We Lepers
By Sr. Georgina Delgado op
Blessed Damien De Veuster, SS.CC.
Born : January 3, 1840
Died : April 15, 1889
Feast Day : May 10
Molokai, known as the leper colony island of Hawaii, is located west of Maui, the island where I am presently stationed.
Since I first came here to Hawaii in 1982, I have been keeping this secret desire in my heart to see Father Damien’s grave and the place were he demonstrated the greatest act of love. My opportunity came when hundreds of people from other islands, the mainland and even Europe gathered in Molokai to celebrate the interment of Blessed Damien’s relics. But first let me tell you about Blessed Damien.
Damien De Veuster, a young Belgian priest, had served nine years as a missioner in the Hawaiian Islands when he felt called to request a perilous assignment. He asked his superiors that he be allowed to serve on the island of Molokai, the notorious leper colony.
Westerners had arrived in the Hawaiian Islands only late in the eighteenth century, finding a native population of about three hundred thousand. Within a hundred years the ravages of disease had reduce this number to fifty thousand. Among many illnesses, the most dreaded scourge was leprosy. The first case appeared only on 1840, but within thirty years it had reached epidemic proportions. Helpless to control its spread and unable at that time to offer any remedy, the authorities responded in 1868 by establishing a leper settlement on the remote and inaccessible island of Molokai. By law, Hawaiians found to be suffering from the disease were snatched by force from their families and communities and sent to this island exile to perish.
Conditions on the island were horrific. Patients were literally dumped in the surf and left to make their way ashore, seek shelter in caves or squalid shacks, and cling to life as best they could, beyond the pale of any civil or moral law.
It was to this island that Father Damien was assigned. Form the beginning he sought to instill in the members of his ‘parish’ a sense of self-worth and dignity. His first task was to restore dignity to death. Where previously the deceased were tossed into shallow graves to be consumed by pigs and dogs, he designed a clean and fenced-in cemetery and established a proper burial society. He constructed a church and worked alongside the people building clean new houses. Within several years of his arrival the island was transformed; no longer a way station to death, but a proud and joyful community.

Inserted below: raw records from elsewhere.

//! End-to-end chat flows against in-memory collaborators.

use std::sync::Arc;

use database::Database;
use intake::{
    detect_intent, replies, validate_description, validate_phone, AwaitingField, ChatOrchestrator,
    ChatRequest, ChatResponse, ChatState, ConversationSession, DatabaseComplaintSink,
    DatabaseDirectory, IntentTag, MemorySessionStore, SessionStore, TextClassifier, UserFields,
};
use intake::IntakeError;
use mock_services::{
    async_trait, Category, ClassificationResult, ComplaintSink, DelayedClassifier,
    FailingClassifier, FailingComplaintSink, FailingDirectory, FailingTranslator, FailureMode,
    FixedLanguageDetector, IdentityTranslator, Intent, MemoryComplaintSink, ScriptedClassifier,
    ServiceError, StaticClassifier, Translator,
};
use regex::Regex;

const COMPLAINT: &str = "There is a huge pile of garbage rotting near my house";

fn keyword_orchestrator(sink: Arc<dyn ComplaintSink>) -> ChatOrchestrator {
    ChatOrchestrator::new(TextClassifier::keyword_only(), sink)
}

async fn send(orchestrator: &ChatOrchestrator, session_id: &str, text: &str) -> ChatResponse {
    orchestrator.handle(ChatRequest::new(session_id, text)).await
}

fn assert_reference(reference: Option<&str>) {
    let pattern = Regex::new(r"^COMP-\d{6}$").unwrap();
    let reference = reference.expect("backend reference");
    assert!(pattern.is_match(reference), "unexpected reference {}", reference);
}

#[tokio::test]
async fn test_end_to_end_with_keyword_fallback() {
    let sink = Arc::new(MemoryComplaintSink::new());
    let orchestrator = keyword_orchestrator(sink.clone());

    let first = send(&orchestrator, "e2e", COMPLAINT).await;
    assert_eq!(first.message, replies::question(AwaitingField::Phone));
    assert_eq!(first.missing_fields, vec!["user.phone", "location"]);

    let second = send(&orchestrator, "e2e", "9876543210").await;
    assert_eq!(second.message, replies::question(AwaitingField::Location));
    assert_eq!(second.missing_fields, vec!["location"]);

    let third = send(&orchestrator, "e2e", "MG Road, Blr").await;
    assert!(third.message.starts_with("Please review your complaint:"));
    assert!(third.message.contains("Category: Sanitation"));
    assert!(!third.is_ready);

    let last = send(&orchestrator, "e2e", "yes").await;
    assert!(last.is_ready);
    assert_eq!(last.context["category"], "Sanitation");
    assert_reference(last.backend_reference.as_deref());
    assert!(last.message.starts_with("✅ Your complaint has been filed successfully!"));

    let payloads = sink.payloads().await;
    assert_eq!(payloads.len(), 1);
    let payload = &payloads[0];
    assert_eq!(payload.department_code, "BBMP");
    assert_eq!(payload.source, "chatbot");
    assert_eq!(payload.title, COMPLAINT);
    assert_eq!(payload.metadata.phone.as_deref(), Some("9876543210"));
    assert_eq!(payload.metadata.location.as_deref(), Some("MG Road, Blr"));
    assert_eq!(payload.metadata.intent, Some(Intent::Complaint));
}

#[tokio::test]
async fn test_end_to_end_against_sqlite() {
    let db = Database::connect("sqlite::memory:").await.unwrap();
    db.migrate().await.unwrap();
    let orchestrator = keyword_orchestrator(Arc::new(DatabaseComplaintSink::new(db.clone())))
        .with_directory(Arc::new(DatabaseDirectory::new(db.clone())));

    for text in [COMPLAINT, "987-654-3210", "MG Road, Blr"] {
        send(&orchestrator, "db", text).await;
    }
    let last = send(&orchestrator, "db", "YES").await;

    assert!(last.is_ready);
    assert_reference(last.backend_reference.as_deref());
    let stored = database::complaint::get_complaint_by_reference(
        db.pool(),
        last.backend_reference.as_deref().unwrap(),
    )
    .await
    .unwrap();
    assert_eq!(stored.department_code, "BBMP");
    assert_eq!(stored.category.as_deref(), Some("Sanitation"));
    assert_eq!(stored.metadata_json().unwrap()["phone"], "9876543210");
}

#[tokio::test]
async fn test_classification_total_under_model_failure() {
    for mode in [FailureMode::Network, FailureMode::Timeout, FailureMode::MalformedOutput] {
        let classifier = TextClassifier::new(Arc::new(FailingClassifier::with_mode(mode)));
        for text in [COMPLAINT, "streetlight not working", "my neighbour plays music", ""] {
            let result = classifier.classify(text).await;
            assert!(Category::ALL.contains(&result.category));
            assert!(Intent::ALL.contains(&result.intent));
            assert!(!result.subcategory.is_empty());
            assert!(!result.place.is_empty());
            assert!(!result.department.is_empty());
        }
    }

    let classifier = TextClassifier::new(Arc::new(FailingClassifier::new()));
    let result = classifier.classify(COMPLAINT).await;
    assert_eq!(result.category, Category::Sanitation);
    assert_eq!(result.intent, Intent::Complaint);
}

#[test]
fn test_validators() {
    assert!(validate_phone("987-654-3210"));
    assert!(validate_phone("9876543210"));
    assert!(validate_phone("(987) 654 3210"));
    assert!(!validate_phone("98765"));
    assert!(!validate_phone("98765432101"));

    assert!(validate_description("hi").is_err());
    assert!(validate_description("ok ok ok").is_err());
    assert_eq!(validate_description("There is garbage on my street"), Ok(()));
}

#[tokio::test]
async fn test_phone_is_asked_before_location() {
    let orchestrator = keyword_orchestrator(Arc::new(MemoryComplaintSink::new()));

    let response = orchestrator
        .handle(ChatRequest::new("order", COMPLAINT).with_user(UserFields {
            phone: None,
            location: None,
        }))
        .await;
    assert_eq!(response.message, replies::question(AwaitingField::Phone));

    let session = orchestrator.store().get("order").await.unwrap().unwrap();
    assert!(session.department_code.is_some());
    assert!(session.phone.is_none() && session.location.is_none());
    assert_eq!(session.awaiting_field, Some(AwaitingField::Phone));
}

As part of his effort to uplift the self-esteem of his flock, Damien realized from the beginning that he must not shrink from contact with the people.
FATHER DAMIEN OF Molokai
1840-1889
Father Damien ministered to the sick and dying lepers who were banished to the island of Molokai. The Hawaiian royalty supported him with great ‘aloha’. He was beatified in June of 1995 by Pope John Paul II.
Despite the horrid physical effects of the disease, he insisted on intimate contact with them. When he preached, he made a habit of referring to his flock not as “my brothers and sisters,” but “we lepers”.
One day this reference assumed new meaning as Damien recognized himself the unmistakable symptoms of the disease. Now he was truly one with the suffering of this people, literally confined, as they were, to the island of Molokai. Despite the advancing illness, which eventually ravaged his body, he redoubled his efforts, working tirelessly in his building projects and his pastoral responsibilities.
In his last years he suffered terrible bouts of loneliness, feeling keenly the lack of a religious community of support, and even the opportunity to receive absolution. On one occasion a visiting bishop refused to disembark from his ship. Damien rowed out to meet him and suffered the humiliation of shouting up his confession. Because of fear of contagion he was even forbidden to visit the mission headquarters of his order in Honolulu.
Damien died of leprosy on April 15, 1889. By that time his fame had spread widely throughout the world. He was beatified in 1995 by Pope John Paul II
It took this account from ALL SAINTS by Robert Ellsberg.
As I said above, I joined the group going to Blessed Damien's grave. We knew we got to the island of Molokai, we passed through rugged and dusty roads. Looking at the steep mountains and wide oceans that enclosed the peninsula of Kalaupapa put me in awe – an awe that made me reflect on Blessed Damien’s shining witness of love and care for the poorest, the most abandoned and forsaken.
As I touched blessed Damien’s relic wrapped in ‘Kapa’, I felt an inner peace, joy and strength that made me shed some tears. It seemed that Blessed Damien’s spirit penetrated my soul. The words from the song Heal the World rang in my ears. It was as if Blessed Damien was saying these works to me there’s a place in your heart and I know that it is love... in this place know that it is love... in this place you’ feel there’s no hurt or sorrow. Heal the World, make it a better place for you and for me.
By law, Hawaiians found to be suffering from the disease were snatched by force from their families and communities and sent to this island exile to perish.